Holokost’un mumu kimin için yanar, kaç kişiyi yakar
Filistin Davasının sadece Filistin’i ilgilendiren bir dava olmadığı, herkesi ilgilendirdiği gerçeği artık daha net görülüyor. Aksa tufanı mucizevi bir dokunuşla İsrail’in tüm dünya için potansiyel bir tehdit oluşturduğunu ve global kötülüklerin merkezinde yer aldığını herkese öğretti. Dünya insanlarının kahır ekseriyeti artık İsrail Siyonizm’ini ve yaptıkları vahşetleri görüp sorguluyor. Onları yeryüzünün efendileri olmak üzere kurgulanmış ve hedeflerine alet ettikleri devlet, kurum ve örgütleri daha iyi tanımaya başlıyor.

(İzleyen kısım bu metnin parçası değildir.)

use std::str::FromStr;

use async_trait::async_trait;
use sqlx::postgres::PgRow;
use sqlx::PgPool;
use sqlx::Row;

use crate::domain::document::errors::DocumentError;
use crate::domain::document::models::Document;
use crate::domain::document::models::DocumentId;
use crate::domain::document::models::FileType;
use crate::domain::document::ports::DocumentRepository;
use crate::domain::user::models::UserId;

pub struct PostgresDocumentRepository {
    pool: PgPool,
}

impl PostgresDocumentRepository {
    pub fn new(pool: PgPool) -> Self {
        Self { pool }
    }

    fn row_to_document(row: &PgRow) -> Result<Document, DocumentError> {
        Ok(Document {
            id: DocumentId(row.try_get("id").map_err(db_error)?),
            owner_id: UserId(row.try_get("owner_id").map_err(db_error)?),
            title: row.try_get("title").map_err(db_error)?,
            file_type: FileType::from_str(&row.try_get::<String, _>("file_type").map_err(db_error)?)?,
            file_url: row.try_get("file_url").map_err(db_error)?,
            description: row.try_get("description").map_err(db_error)?,
            created_at: row.try_get("created_at").map_err(db_error)?,
            updated_at: row.try_get("updated_at").map_err(db_error)?,
        })
    }
}

fn db_error(e: sqlx::Error) -> DocumentError {
    DocumentError::DatabaseError(e.to_string())
}

#[async_trait]
impl DocumentRepository for PostgresDocumentRepository {
    async fn create(&self, document: Document) -> Result<Document, DocumentError> {
        sqlx::query(
            r#"
            INSERT INTO documents
                (id, owner_id, title, file_type, file_url, description, created_at, updated_at)
            VALUES ($1, $2, $3, $4, $5, $6, $7, $8)
            "#,
        )
        .bind(document.id.0)
        .bind(document.owner_id.0)
        .bind(&document.title)
        .bind(document.file_type.as_str())
        .bind(&document.file_url)
        .bind(&document.description)
        .bind(document.created_at)
        .bind(document.updated_at)
        .execute(&self.pool)
        .await
        .map_err(db_error)?;

        Ok(document)
    }

    async fn find_by_id(
        &self,
        owner: &UserId,
        id: &DocumentId,
    ) -> Result<Option<Document>, DocumentError> {
        let row = sqlx::query(
            r#"
            SELECT id, owner_id, title, file_type, file_url, description, created_at, updated_at
            FROM documents
            WHERE id = $1 AND owner_id = $2
            "#,
        )
        .bind(id.0)
        .bind(owner.0)
        .fetch_optional(&self.pool)
        .await
        .map_err(db_error)?;

        row.map(|r| Self::row_to_document(&r)).transpose()
    }

    async fn list_by_owner(&self, owner: &UserId) -> Result<Vec<Document>, DocumentError> {
        let rows = sqlx::query(
            r#"
            SELECT id, owner_id, title, file_type, file_url, description, created_at, updated_at
            FROM documents
            WHERE owner_id = $1
            ORDER BY created_at DESC
            "#,
        )
        .bind(owner.0)
        .fetch_all(&self.pool)
        .await
        .map_err(db_error)?;

        rows.iter().map(Self::row_to_document).collect()
    }

    async fn update(&self, document: Document) -> Result<Document, DocumentError> {
        let result = sqlx::query(
            r#"
            UPDATE documents
            SET title = $3, file_type = $4, file_url = $5, description = $6, updated_at = $7
            WHERE id = $1 AND owner_id = $2
            "#,
        )
        .bind(document.id.0)
        .bind(document.owner_id.0)
        .bind(&document.title)
        .bind(document.file_type.as_str())
        .bind(&document.file_url)
        .bind(&document.description)
        .bind(document.updated_at)
        .execute(&self.pool)
        .await
        .map_err(db_error)?;

        if result.rows_affected() == 0 {
            return Err(DocumentError::NotFound(document.id.to_string()));
        }

        Ok(document)
    }

    async fn delete(&self, owner: &UserId, id: &DocumentId) -> Result<(), DocumentError> {
        let result = sqlx::query(
            r#"
            DELETE FROM documents
            WHERE id = $1 AND owner_id = $2
            "#,
        )
        .bind(id.0)
        .bind(owner.0)
        .execute(&self.pool)
        .await
        .map_err(db_error)?;

        if result.rows_affected() == 0 {
            return Err(DocumentError::NotFound(id.to_string()));
        }

        Ok(())
    }
}
use thiserror::Error;

/// Error for DocumentId parsing failures
#[derive(Debug, Clone, Error, PartialEq, Eq)]
pub enum DocumentIdError {
    #[error("Invalid UUID format: {0}")]
    InvalidFormat(String),
}

/// Error for FileType parsing failures
#[derive(Debug, Clone, Error, PartialEq, Eq)]
pub enum FileTypeError {
    #[error("Unknown file type: {0} (expected pdf, excel, doc, or csv)")]
    Unknown(String),
}

/// Error type for blob storage operations.
#[derive(Debug, Clone, Error)]
pub enum StorageError {
    #[error("Failed to store blob {key}: {reason}")]
    WriteFailed { key: String, reason: String },
}

/// Error type for document domain operations.
#[derive(Debug, Clone, Error)]
pub enum DocumentError {
    #[error("Document with id {0} not found")]
    NotFound(String),

    #[error("Invalid document id: {0}")]
    InvalidDocumentId(#[from] DocumentIdError),

    #[error("Invalid file type: {0}")]
    InvalidFileType(#[from] FileTypeError),

    #[error("Unsupported upload file type: {0}")]
    UnsupportedFileType(String),

    #[error("File exceeds upload limit: {actual_bytes} bytes (max {max_bytes})")]
    FileTooLarge {
        max_bytes: usize,
        actual_bytes: usize,
    },

    #[error("Storage error: {0}")]
    Storage(#[from] StorageError),

    #[error("Database error: {0}")]
    DatabaseError(String),
}
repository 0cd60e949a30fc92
pub mod http;
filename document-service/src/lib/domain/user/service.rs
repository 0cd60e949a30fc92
use std::sync::Arc;

use async_trait::async_trait;
use chrono::Utc;

use crate::domain::user::errors::UserError;
use crate::domain::user::models::CreateUserCommand;
use crate::domain::user::models::EmailAddress;
use crate::domain::user::models::UpdateUserCommand;
use crate::domain::user::models::User;
use crate::domain::user::models::UserId;
use crate::domain::user::ports::UserRepository;
use crate::domain::user::ports::UserServicePort;

/// Domain service implementation for user operations.
///
/// Concrete implementation of UserServicePort with dependency injection.
pub struct UserService<UR>
where
    UR: UserRepository,
{
    repository: Arc<UR>,
    password_hasher: auth::PasswordHasher,
}

impl<UR> UserService<UR>
where
    UR: UserRepository,
{
    /// Create a new user service with injected dependencies.
    ///
    /// # Arguments
    /// * `repository` - User persistence implementation
    ///
    /// # Returns
    /// Configured user service instance
    pub fn new(repository: Arc<UR>) -> Self {
        Self {
            repository,
            password_hasher: auth::PasswordHasher::new(),
        }
    }
}

#[async_trait]
impl<UR> UserServicePort for UserService<UR>
where
    UR: UserRepository,
{
    async fn create_user(&self, command: CreateUserCommand) -> Result<User, UserError> {
        let password_hash = self
            .password_hasher
            .hash(&command.password)
            .map_err(|e| UserError::Password(e.to_string()))?;

        let now = Utc::now();
        let user = User {
            id: UserId::new(),
            email: command.email,
            password_hash,
            is_active: true,
            created_at: now,
            updated_at: now,
        };

        self.repository.create(user).await
    }

    async fn get_user(&self, id: &UserId) -> Result<User, UserError> {
        self.repository
            .find_by_id(id)
            .await?
            .ok_or(UserError::NotFound(id.to_string()))
    }

    async fn get_user_by_email(&self, email: &EmailAddress) -> Result<User, UserError> {
        self.repository
            .find_by_email(email.as_str())
            .await?
            .ok_or(UserError::NotFoundByEmail(email.to_string()))
    }

    async fn list_users(&self) -> Result<Vec<User>, UserError> {
        self.repository.list_all().await
    }

    async fn update_user(
        &self,
        id: &UserId,
        command: UpdateUserCommand,
    ) -> Result<User, UserError> {
        let mut user = self
            .repository
            .find_by_id(id)
            .await?
            .ok_or(UserError::NotFound(id.to_string()))?;

        if let Some(new_email) = command.email {
            user.email = new_email;
        }

        if let Some(new_password) = command.password {
            user.password_hash = self
                .password_hasher
                .hash(&new_password)
                .map_err(|e| UserError::Password(e.to_string()))?;
        }

        if let Some(is_active) = command.is_active {
            user.is_active = is_active;
        }

        user.updated_at = Utc::now();

        self.repository.update(user).await
    }

    async fn delete_user(&self, id: &UserId) -> Result<(), UserError> {
        self.repository.delete(id).await
    }
}

#[cfg(test)]
mod tests {
    use mockall::mock;
    use mockall::predicate::*;

    use super::*;

    // Define mocks in the test module using mockall
    mock! {
        pub TestUserRepository {}

        #[async_trait]
        impl UserRepository for TestUserRepository {
            async fn create(&self, user: User) -> Result<User, UserError>;
            async fn find_by_id(&self, id: &UserId) -> Result<Option<User>, UserError>;
            async fn find_by_email(&self, email: &str) -> Result<Option<User>, UserError>;
            async fn list_all(&self) -> Result<Vec<User>, UserError>;
            async fn update(&self, user: User) -> Result<User, UserError>;
            async fn delete(&self, id: &UserId) -> Result<(), UserError>;
        }
    }

    fn sample_user(email: &str) -> User {
        User {
            id: UserId::new(),
            email: EmailAddress::new(email.to_string()).unwrap(),
            password_hash: "$argon2id$test_hash".to_string(),
            is_active: true,
            created_at: Utc::now(),
            updated_at: Utc::now(),
        }
    }

    #[tokio::test]
    async fn test_create_user_hashes_password() {
        let mut repository = MockTestUserRepository::new();

        repository
            .expect_create()
            .withf(|user| {
                user.email.as_str() == "test@example.com"
                    && user.is_active
                    && user.password_hash.starts_with("$argon2")
                    && user.password_hash != "password123"
            })
            .times(1)
            .returning(|user| Ok(user));

        let service = UserService::new(Arc::new(repository));

        let command = CreateUserCommand {
            email: EmailAddress::new("test@example.com".to_string()).unwrap(),
            password: "password123".to_string(),
        };

        let user = service.create_user(command).await.unwrap();
        assert_eq!(user.email.as_str(), "test@example.com");
    }

    #[tokio::test]
    async fn test_create_user_duplicate_email() {
        let mut repository = MockTestUserRepository::new();

        repository.expect_create().times(1).returning(|user| {
            Err(UserError::EmailAlreadyExists(
                user.email.as_str().to_string(),
            ))
        });

        let service = UserService::new(Arc::new(repository));

        let command = CreateUserCommand {
            email: EmailAddress::new("test@example.com".to_string()).unwrap(),
            password: "password456".to_string(),
        };

        let result = service.create_user(command).await;
        assert!(matches!(
            result.unwrap_err(),
            UserError::EmailAlreadyExists(_)
        ));
    }

    #[tokio::test]
    async fn test_get_user_not_found() {
        let mut repository = MockTestUserRepository::new();

        repository
            .expect_find_by_id()
            .times(1)
            .returning(|_| Ok(None));

        let service = UserService::new(Arc::new(repository));

        let result = service.get_user(&UserId::new()).await;
        assert!(matches!(result.unwrap_err(), UserError::NotFound(_)));
    }

    #[tokio::test]
    async fn test_get_user_by_email_success() {
        let mut repository = MockTestUserRepository::new();

        let expected = sample_user("test@example.com");
        let returned = expected.clone();
        repository
            .expect_find_by_email()
            .withf(|email| email == "test@example.com")
            .times(1)
            .returning(move |_| Ok(Some(returned.clone())));

        let service = UserService::new(Arc::new(repository));

        let email = EmailAddress::new("test@example.com".to_string()).unwrap();
        let user = service.get_user_by_email(&email).await.unwrap();
        assert_eq!(user.id, expected.id);
    }

    #[tokio::test]
    async fn test_get_user_by_email_not_found() {
        let mut repository = MockTestUserRepository::new();

        repository
            .expect_find_by_email()
            .times(1)
            .returning(|_| Ok(None));

        let service = UserService::new(Arc::new(repository));

        let email = EmailAddress::new("missing@example.com".to_string()).unwrap();
        let result = service.get_user_by_email(&email).await;
        assert!(matches!(result.unwrap_err(), UserError::NotFoundByEmail(_)));
    }

    #[tokio::test]
    async fn test_update_user_rehashes_password() {
        let mut repository = MockTestUserRepository::new();

        let existing = sample_user("old@example.com");
        let user_id = existing.id;
        let returned = existing.clone();
        repository
            .expect_find_by_id()
            .withf(move |id| *id == user_id)
            .times(1)
            .returning(move |_| Ok(Some(returned.clone())));

        repository
            .expect_update()
            .withf(|user| {
                user.email.as_str() == "new@example.com"
                    && user.password_hash.starts_with("$argon2")
                    && !user.is_active
            })
            .times(1)
            .returning(|user| Ok(user));

        let service = UserService::new(Arc::new(repository));

        let command = UpdateUserCommand {
            email: Some(EmailAddress::new("new@example.com".to_string()).unwrap()),
            password: Some("newpassword".to_string()),
            is_active: Some(false),
        };

        let updated = service.update_user(&user_id, command).await.unwrap();
        assert_eq!(updated.email.as_str(), "new@example.com");
    }

    #[tokio::test]
    async fn test_update_user_not_found() {
        let mut repository = MockTestUserRepository::new();

        repository
            .expect_find_by_id()
            .times(1)
            .returning(|_| Ok(None));

        let service = UserService::new(Arc::new(repository));

        let command = UpdateUserCommand {
            email: None,
            password: None,
            is_active: None,
        };

        let result = service.update_user(&UserId::new(), command).await;
        assert!(matches!(result.unwrap_err(), UserError::NotFound(_)));
    }

    #[tokio::test]
    async fn test_delete_user() {
        let mut repository = MockTestUserRepository::new();

        let user_id = UserId::new();
        repository
            .expect_delete()
            .withf(move |id| *id == user_id)
            .times(1)
            .returning(|_| Ok(()));

        let service = UserService::new(Arc::new(repository));

        assert!(service.delete_user(&user_id).await.is_ok());
    }
}
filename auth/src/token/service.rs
use chrono::Duration;
use chrono::Utc;
use jsonwebtoken::decode;
use jsonwebtoken::encode;
use jsonwebtoken::Algorithm;
use jsonwebtoken::DecodingKey;
use jsonwebtoken::EncodingKey;
use jsonwebtoken::Header;
use jsonwebtoken::Validation;

use super::claims::Claims;
use super::errors::ConfigError;
use super::errors::Rejected;
use super::errors::TokenError;

/// Issues and verifies signed, time-limited bearer tokens.
///
/// Owns the signing secret and algorithm for the whole process; both are
/// fixed at construction and never mutated, so a single instance is safe to
/// share across request workers without locking.
pub struct TokenService {
    encoding_key: EncodingKey,
    decoding_key: DecodingKey,
    algorithm: Algorithm,
}

impl TokenService {
    /// Create a token service from startup configuration.
    ///
    /// # Arguments
    /// * `secret` - Symmetric signing secret (should be at least 32 bytes)
    /// * `algorithm` - HMAC variant name: "HS256", "HS384", or "HS512"
    ///
    /// # Returns
    /// Configured TokenService instance
    ///
    /// # Errors
    /// * `MissingSecret` - Secret is empty
    /// * `MissingAlgorithm` - Algorithm is empty
    /// * `UnsupportedAlgorithm` - Algorithm is not an HMAC variant
    pub fn new(secret: &str, algorithm: &str) -> Result<Self, ConfigError> {
        if secret.is_empty() {
            return Err(ConfigError::MissingSecret);
        }

        let algorithm = match algorithm {
            "HS256" => Algorithm::HS256,
            "HS384" => Algorithm::HS384,
            "HS512" => Algorithm::HS512,
            "" => return Err(ConfigError::MissingAlgorithm),
            other => return Err(ConfigError::UnsupportedAlgorithm(other.to_string())),
        };

        Ok(Self {
            encoding_key: EncodingKey::from_secret(secret.as_bytes()),
            decoding_key: DecodingKey::from_secret(secret.as_bytes()),
            algorithm,
        })
    }

    /// Issue a signed token for a subject.
    ///
    /// The token embeds the subject, the issuance time, and an absolute
    /// expiry of `now + ttl`. Once issued it is immutable and cannot be
    /// revoked; expiry is the only termination mechanism.
    ///
    /// # Arguments
    /// * `subject` - Identifier to embed in the token (e.g. the user's email)
    /// * `ttl` - Validity window
    ///
    /// # Returns
    /// Opaque signed token string
    ///
    /// # Errors
    /// * `EncodingFailed` - Token encoding failed
    pub fn issue(&self, subject: &str, ttl: Duration) -> Result<String, TokenError> {
        let header = Header::new(self.algorithm);
        let claims = Claims::for_subject(subject, ttl);

        encode(&header, &claims, &self.encoding_key)
            .map_err(|e| TokenError::EncodingFailed(e.to_string()))
    }

    /// Verify a token and extract its subject.
    ///
    /// Checks signature integrity and expiry with zero leeway, then requires
    /// a subject claim. Any failure collapses to [`Rejected`]; see its
    /// documentation for why no cause is reported.
    ///
    /// # Arguments
    /// * `token` - Token string as presented by the client
    ///
    /// # Returns
    /// The subject claim on success
    pub fn verify(&self, token: &str) -> Result<String, Rejected> {
        let mut validation = Validation::new(self.algorithm);
        validation.leeway = 0;

        let token_data =
            decode::<Claims>(token, &self.decoding_key, &validation).map_err(|_| Rejected)?;
        let claims = token_data.claims;

        // A ttl of zero means expiry == issuance; treat it as already expired.
        if claims.exp <= Utc::now().timestamp() {
            return Err(Rejected);
        }

        claims.sub.ok_or(Rejected)
    }
}

#[cfg(test)]
mod tests {
    use super::*;

    fn service() -> TokenService {
        TokenService::new("test_secret_key_at_least_32_bytes!", "HS256")
            .expect("Failed to build token service")
    }

    #[test]
    fn test_issue_and_verify() {
        let tokens = service();

        let token = tokens
            .issue("a@b.com", Duration::minutes(15))
            .expect("Failed to issue token");

        assert_eq!(tokens.verify(&token), Ok("a@b.com".to_string()));
    }

    #[test]
    fn test_rejects_empty_secret() {
        let result = TokenService::new("", "HS256");
        assert_eq!(result.err(), Some(ConfigError::MissingSecret));
    }

    #[test]
    fn test_rejects_missing_algorithm() {
        let result = TokenService::new("test_secret_key_at_least_32_bytes!", "");
        assert_eq!(result.err(), Some(ConfigError::MissingAlgorithm));
    }

    #[test]
    fn test_rejects_non_hmac_algorithm() {
        let result = TokenService::new("test_secret_key_at_least_32_bytes!", "RS256");
        assert!(matches!(
            result.err(),
            Some(ConfigError::UnsupportedAlgorithm(_))
        ));
    }

    #[test]
    fn test_rejects_wrong_secret() {
        let tokens = service();
        let other = TokenService::new("another_secret_key_32_bytes_long!!", "HS256")
            .expect("Failed to build token service");

        let token = tokens
            .issue("a@b.com", Duration::minutes(15))
            .expect("Failed to issue token");

        assert_eq!(other.verify(&token), Err(Rejected));
    }

    #[test]
    fn test_rejects_truncated_token() {
        let tokens = service();

        let token = tokens
            .issue("a@b.com", Duration::minutes(15))
            .expect("Failed to issue token");
        let truncated = &token[..token.len() - 10];

        assert_eq!(tokens.verify(truncated), Err(Rejected));
    }

    #[test]
    fn test_rejects_garbage_token() {
        let tokens = service();
        assert_eq!(tokens.verify("not.a.token"), Err(Rejected));
        assert_eq!(tokens.verify(""), Err(Rejected));
    }

    #[test]
    fn test_rejects_zero_ttl_token() {
        let tokens = service();

        let token = tokens
            .issue("a@b.com", Duration::zero())
            .expect("Failed to issue token");

        assert_eq!(tokens.verify(&token), Err(Rejected));
    }

    #[test]
    fn test_rejects_already_expired_token() {
        let tokens = service();

        let token = tokens
            .issue("a@b.com", Duration::minutes(-5))
            .expect("Failed to issue token");

        assert_eq!(tokens.verify(&token), Err(Rejected));
    }

    #[test]
    fn test_rejects_token_without_subject() {
        let tokens = service();

        // Well-formed, correctly signed token that simply has no sub claim.
        let claims = Claims {
            sub: None,
            exp: (Utc::now() + Duration::minutes(15)).timestamp(),
            iat: Utc::now().timestamp(),
        };
        let token = encode(
            &Header::new(Algorithm::HS256),
            &claims,
            &EncodingKey::from_secret(b"test_secret_key_at_least_32_bytes!"),
        )
        .expect("Failed to encode token");

        assert_eq!(tokens.verify(&token), Err(Rejected));
    }
}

Holokost ise bu kirli düzeni meşrulaştırma(!) hedefine hizmet eden, yazılı ve görsel tüm alanlarda devasa yalan ve ajitasyonlarla insanları etkisi altına almak isteyen bir sektöre dönüşmüş durumdadır. Holokost üzerine yapılan her tartışma garip bir şekilde bastırılmış, Siyonist ağın oluşturduğu bir cezalandırma mekanizmasıyla susturulmak istenmiştir.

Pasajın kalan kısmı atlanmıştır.